The blue gums (cyanosis) makes me wonder about the possibility of a congenital cardiovascular anomaly... ventricular septal defect and translocation of the left coronary artery to the pulmonic trunk are common occurrences, but others anomalies like Tetralogy of Fallot and similar developmental screw-ups do occur from time to time.
I had such thought too. That's a calf from another nearby beef farm. It's the first calving season for them. No experience with cattle before. They have bought 15 purebred Aubrac heifers and purebred bull. Two heifers had uterine prolapse, one died in minutes. Had one weak calf at birth, which died soon, one calf died after one week and now this calf. I've a feeling that that's not the last loss for them... Not all heifers have calved yet.
Sounds like there is more to this than at first look since this is the third problem. The prolapses can be a combination of things or just bad luck. The problems with the calves makes me tend to think there might also be a nutritional problem somewhere. Plus what about the bloodline?

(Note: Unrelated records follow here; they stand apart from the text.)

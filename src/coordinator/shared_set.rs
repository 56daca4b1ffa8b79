//! A shared set of strings stored at one coordinator node, with change
//! watches and a lock child guarding read-modify-write updates.

use std::collections::BTreeSet;
use std::sync::Arc;
use std::time::Duration;

use tokio::sync::broadcast;
use tracing::debug;

use super::{ensure_path, CoordinatorService, Error, Result};

/// How long to wait between attempts at the update lock.
const LOCK_RETRY: Duration = Duration::from_millis(50);

/// A JSON-serialized set shared by all members of a group.
///
/// Used for the universe of partitions a group divides among itself.
pub struct SharedSet<C: CoordinatorService + ?Sized> {
    service: Arc<C>,
    path: String,
}

impl<C: CoordinatorService + ?Sized> SharedSet<C> {
    pub fn new(service: Arc<C>, path: impl Into<String>) -> Self {
        Self {
            service,
            path: path.into(),
        }
    }

    fn lock_path(&self) -> String {
        format!("{}/lock", self.path)
    }

    /// Create the set's node and subscribe to payload changes.
    pub async fn start(&self) -> Result<broadcast::Receiver<Option<Vec<u8>>>> {
        ensure_path(self.service.as_ref(), &self.path).await?;
        self.service.watch_data(&self.path).await
    }

    /// The current items.
    pub async fn items(&self) -> Result<BTreeSet<String>> {
        let raw = self.service.get_data(&self.path).await?;
        Ok(decode(raw.as_deref()))
    }

    /// Add `new_items`; a no-op if all are already present.
    pub async fn add_items(&self, new_items: &BTreeSet<String>) -> Result<()> {
        self.locked_update(|mut existing| {
            if new_items.is_subset(&existing) {
                None
            } else {
                existing.extend(new_items.iter().cloned());
                Some(existing)
            }
        })
        .await
    }

    /// Remove `old_items`; a no-op if none are present.
    pub async fn remove_items(&self, old_items: &BTreeSet<String>) -> Result<()> {
        self.locked_update(|mut existing| {
            if old_items.is_disjoint(&existing) {
                None
            } else {
                existing.retain(|item| !old_items.contains(item));
                Some(existing)
            }
        })
        .await
    }

    /// Run a read-modify-write under the set's lock node.
    ///
    /// The lock child is ephemeral, so a holder that dies releases it.
    async fn locked_update<F>(&self, update: F) -> Result<()>
    where
        F: FnOnce(BTreeSet<String>) -> Option<BTreeSet<String>> + Send,
    {
        let lock_path = self.lock_path();
        loop {
            match self.service.create_ephemeral(&lock_path, vec![]).await {
                Ok(()) => break,
                Err(Error::NodeExists(_)) => {
                    debug!(path = lock_path.as_str(), "Set is locked, waiting");
                    tokio::time::sleep(LOCK_RETRY).await;
                }
                Err(e) => return Err(e),
            }
        }

        let result = async {
            let existing = decode(self.service.get_data(&self.path).await?.as_deref());
            if let Some(updated) = update(existing) {
                self.service.set_data(&self.path, encode(&updated)).await?;
            }
            Ok(())
        }
        .await;

        self.service.delete(&lock_path).await.ok();
        result
    }
}

fn encode(items: &BTreeSet<String>) -> Vec<u8> {
    serde_json::to_vec(&items.iter().collect::<Vec<_>>()).expect("string sets serialize cleanly")
}

/// Parse a node payload as a set; garbage or absence decodes as empty.
pub(crate) fn decode(raw: Option<&[u8]>) -> BTreeSet<String> {
    raw.and_then(|raw| serde_json::from_slice::<Vec<String>>(raw).ok())
        .map(|items| items.into_iter().collect())
        .unwrap_or_default()
}
//! A channel to a single broker: frames requests onto the socket, correlates
//! responses back to their callers, and fails everything pending the moment
//! the stream becomes suspect.

use std::{
    collections::HashMap,
    io::Cursor,
    sync::{
        atomic::{AtomicI32, Ordering},
        Arc,
    },
};

use parking_lot::Mutex;
use thiserror::Error;
use tokio::{
    io::{AsyncRead, AsyncWrite, AsyncWriteExt, WriteHalf},
    sync::{
        oneshot::{channel, Sender},
        Mutex as AsyncMutex,
    },
    task::JoinHandle,
};
use tracing::{debug, warn};

use crate::protocol::{
    api_version::ApiVersion,
    frame::{AsyncMessageRead, AsyncMessageWrite},
    messages::{
        ReadVersionedError, ReadVersionedType, RequestBody, RequestHeader, ResponseHeader,
        WriteVersionedError, WriteVersionedType,
    },
    primitives::{Int16, Int32, String_},
};

struct Response {
    #[allow(dead_code)]
    header: ResponseHeader,
    data: Cursor<Vec<u8>>,
}

enum MessengerState {
    /// Requests in flight, keyed by correlation ID.
    RequestMap(HashMap<i32, ActiveRequest>),

    /// One stream half is dead; nothing can be sent any more.
    Poisoned(Arc<String>),
}

struct ActiveRequest {
    channel: Sender<Response>,
}

impl MessengerState {
    /// Fail every pending request and reject all future sends.
    fn poison(&mut self, reason: String) -> Arc<String> {
        match self {
            Self::RequestMap(map) => {
                let reason = Arc::new(reason);
                // dropping the senders wakes every waiting caller
                map.clear();
                *self = Self::Poisoned(Arc::clone(&reason));
                reason
            }
            Self::Poisoned(reason) => Arc::clone(reason),
        }
    }
}

/// A bidirectional channel to one broker.
///
/// Writes are serialized by a mutex on the write half; a background task owns
/// the read half and routes each response frame to the caller that sent the
/// matching correlation ID. The wire guarantees per-connection FIFO, so a
/// response that cannot be matched means framing is broken and the whole
/// channel is poisoned.
pub struct Messenger<RW> {
    stream_write: AsyncMutex<WriteHalf<RW>>,
    client_id: String_,
    correlation_id: AtomicI32,
    state: Arc<Mutex<MessengerState>>,
    join_handle: JoinHandle<()>,
}

#[derive(Error, Debug)]
pub enum RequestError {
    #[error("Connection is poisoned: {0}")]
    Poisoned(Arc<String>),

    #[error("Cannot read/write data: {0}")]
    IO(#[from] std::io::Error),

    #[error(transparent)]
    WriteError(#[from] WriteVersionedError),

    #[error(transparent)]
    WriteMessageError(#[from] crate::protocol::frame::WriteError),

    #[error(transparent)]
    ReadError(#[from] ReadVersionedError),
}

impl RequestError {
    /// `true` when the channel died rather than the request being invalid;
    /// the caller should replace the connection and may retry.
    pub fn is_connection_error(&self) -> bool {
        matches!(self, Self::Poisoned(_) | Self::IO(_))
    }
}

impl<RW> Messenger<RW>
where
    RW: AsyncRead + AsyncWrite + Send + 'static,
{
    pub fn new(stream: RW, max_message_size: usize, client_id: String_) -> Self {
        let (stream_read, stream_write) = tokio::io::split(stream);
        let state = Arc::new(Mutex::new(MessengerState::RequestMap(HashMap::new())));
        let state_captured = Arc::clone(&state);

        let join_handle = tokio::spawn(async move {
            let mut stream_read = stream_read;

            loop {
                let msg = match stream_read.read_message(max_message_size).await {
                    Ok(msg) => msg,
                    Err(e) => {
                        state_captured.lock().poison(format!("read error: {e}"));
                        break;
                    }
                };

                let mut cursor = Cursor::new(msg);
                let header = match ResponseHeader::read_versioned(
                    &mut cursor,
                    ApiVersion(Int16(0)),
                ) {
                    Ok(header) => header,
                    Err(e) => {
                        state_captured
                            .lock()
                            .poison(format!("cannot read response header: {e}"));
                        break;
                    }
                };

                let correlation_id = header.correlation_id.0;
                let removed = {
                    let mut state = state_captured.lock();
                    match &mut *state {
                        MessengerState::RequestMap(map) => map.remove(&correlation_id),
                        MessengerState::Poisoned(_) => break,
                    }
                };
                let Some(active_request) = removed else {
                    // framing is suspect: FIFO pairing means we should know
                    // every ID we ever see
                    state_captured.lock().poison(format!(
                        "got response for unknown correlation ID {correlation_id}"
                    ));
                    break;
                };

                // the caller may have given up on the deadline; the response
                // is still drained either way
                active_request
                    .channel
                    .send(Response {
                        header,
                        data: cursor,
                    })
                    .ok();
            }

            debug!("read loop terminated");
        });

        Self {
            stream_write: AsyncMutex::new(stream_write),
            client_id,
            correlation_id: AtomicI32::new(0),
            state,
            join_handle,
        }
    }

    /// Send a request and await its response.
    ///
    /// The body is written at the newest version this client supports for the
    /// API. Concurrent callers are ordered by their arrival at the write
    /// lock.
    pub async fn request<R>(&self, msg: R) -> Result<R::ResponseBody, RequestError>
    where
        R: RequestBody + Send + WriteVersionedType<Vec<u8>>,
        R::ResponseBody: ReadVersionedType<Cursor<Vec<u8>>>,
    {
        let body_api_version = R::API_VERSION_RANGE.max();
        let correlation_id = self.correlation_id.fetch_add(1, Ordering::SeqCst);

        let header = RequestHeader {
            request_api_key: R::API_KEY,
            request_api_version: body_api_version,
            correlation_id: Int32(correlation_id),
            client_id: self.client_id.clone(),
        };

        let mut buf = Vec::new();
        header
            .write_versioned(&mut buf, ApiVersion(Int16(0)))
            .expect("request header is always writable to an in-mem buffer");
        msg.write_versioned(&mut buf, body_api_version)?;

        let (tx, rx) = channel();
        {
            let mut state = self.state.lock();
            match &mut *state {
                MessengerState::RequestMap(map) => {
                    map.insert(correlation_id, ActiveRequest { channel: tx });
                }
                MessengerState::Poisoned(reason) => {
                    return Err(RequestError::Poisoned(Arc::clone(reason)));
                }
            }
        }

        {
            let mut stream_write = self.stream_write.lock().await;
            let write = async {
                stream_write.write_message(&buf).await?;
                stream_write.flush().await?;
                Ok::<(), RequestError>(())
            };
            if let Err(e) = write.await {
                let reason = self.state.lock().poison(format!("write error: {e}"));
                return Err(RequestError::Poisoned(reason));
            }
        }

        let mut response = match rx.await {
            Ok(response) => response,
            Err(_) => {
                // sender dropped by poisoning
                let reason = match &*self.state.lock() {
                    MessengerState::Poisoned(reason) => Arc::clone(reason),
                    MessengerState::RequestMap(_) => {
                        Arc::new("pending request dropped".to_string())
                    }
                };
                return Err(RequestError::Poisoned(reason));
            }
        };

        match R::ResponseBody::read_versioned(&mut response.data, body_api_version) {
            Ok(body) => Ok(body),
            Err(e) => {
                // a frame we cannot decode means the stream is suspect
                self.state.lock().poison(format!("cannot decode body: {e}"));
                Err(e.into())
            }
        }
    }

    /// Poison the channel, failing all pending and future requests.
    pub fn close(&self, reason: &str) {
        self.state.lock().poison(reason.to_string());
        self.join_handle.abort();
    }

    /// `true` once the channel can no longer carry requests.
    pub fn is_poisoned(&self) -> bool {
        matches!(&*self.state.lock(), MessengerState::Poisoned(_))
    }
}

impl<RW> Drop for Messenger<RW> {
    fn drop(&mut self) {
        if !self.join_handle.is_finished() {
            self.join_handle.abort();
        }
        let pending = match &*self.state.lock() {
            MessengerState::RequestMap(map) => map.len(),
            MessengerState::Poisoned(_) => 0,
        };
        if pending > 0 {
            warn!(pending, "dropping messenger with requests in flight");
        }
    }
}

impl<RW> std::fmt::Debug for Messenger<RW> {
    fn fmt(&self, f: &mut std::fmt::Formatter<'_>) -> std::fmt::Result {
        f.debug_struct("Messenger")
            .field("client_id", &self.client_id)
            .finish_non_exhaustive()
    }
}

Maybe a deformity? @WalnutCrest knows more about Aubracs. I have bred several to Aubrac semen for calves next year, and have enough to breed another 15 so sure hope this isn't some hidden problem I need to watch out for.
Aubracs are very hardy, nice breed. Normally no such problems.
We think that there is somekind of problem too. Either nutritional, or maybe genetical, because all cattle were bought from abroad and that's not the first time we heard bad experiences with cattle bought this way. Talked with that farmer before. Cattle grazed during summer, brought home in October. Fed hay, minerals and abit of meal. Said to the owner that he better consult with the vet, maybe blood test needed for cows. It's truly very stressful start of farming for those people.
Calf 12hours after birth. Another one...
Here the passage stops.